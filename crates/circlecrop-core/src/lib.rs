//! Circle Crop Core - Image processing library
//!
//! This crate provides the image pipeline behind the Circle Crop web app:
//! decoding an upload, rendering a circular crop with transparent corners,
//! resizing to a fixed export size and encoding as PNG, JPEG or PDF.
//!
//! [`Session`] ties the pieces together into the `Idle -> Cropping -> Result`
//! workflow the page drives.

pub mod config;
pub mod decode;
pub mod encode;
pub mod error;
pub mod geometry;
pub mod resize;
pub mod session;
pub mod transform;

pub use config::PipelineConfig;
pub use decode::{decode_image, DecodeError, FilterType, RasterImage, SourceImage};
pub use encode::{export, EncodeError, ExportedFile, FormatPolicy};
pub use error::{CropError, ParsePolicyError};
pub use geometry::{CropControls, CropRect, ScaleFactors};
pub use resize::{apply_size_policy, SizePolicy};
pub use session::{LoadOutcome, LoadTicket, Phase, Session};
pub use transform::{apply_rotation, compute_rotated_bounds, render_circular};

▶ _Your task_
Using the listing above, say how many of its lines include "resize", offering nothing besides the number.

▶ _Answer area_
2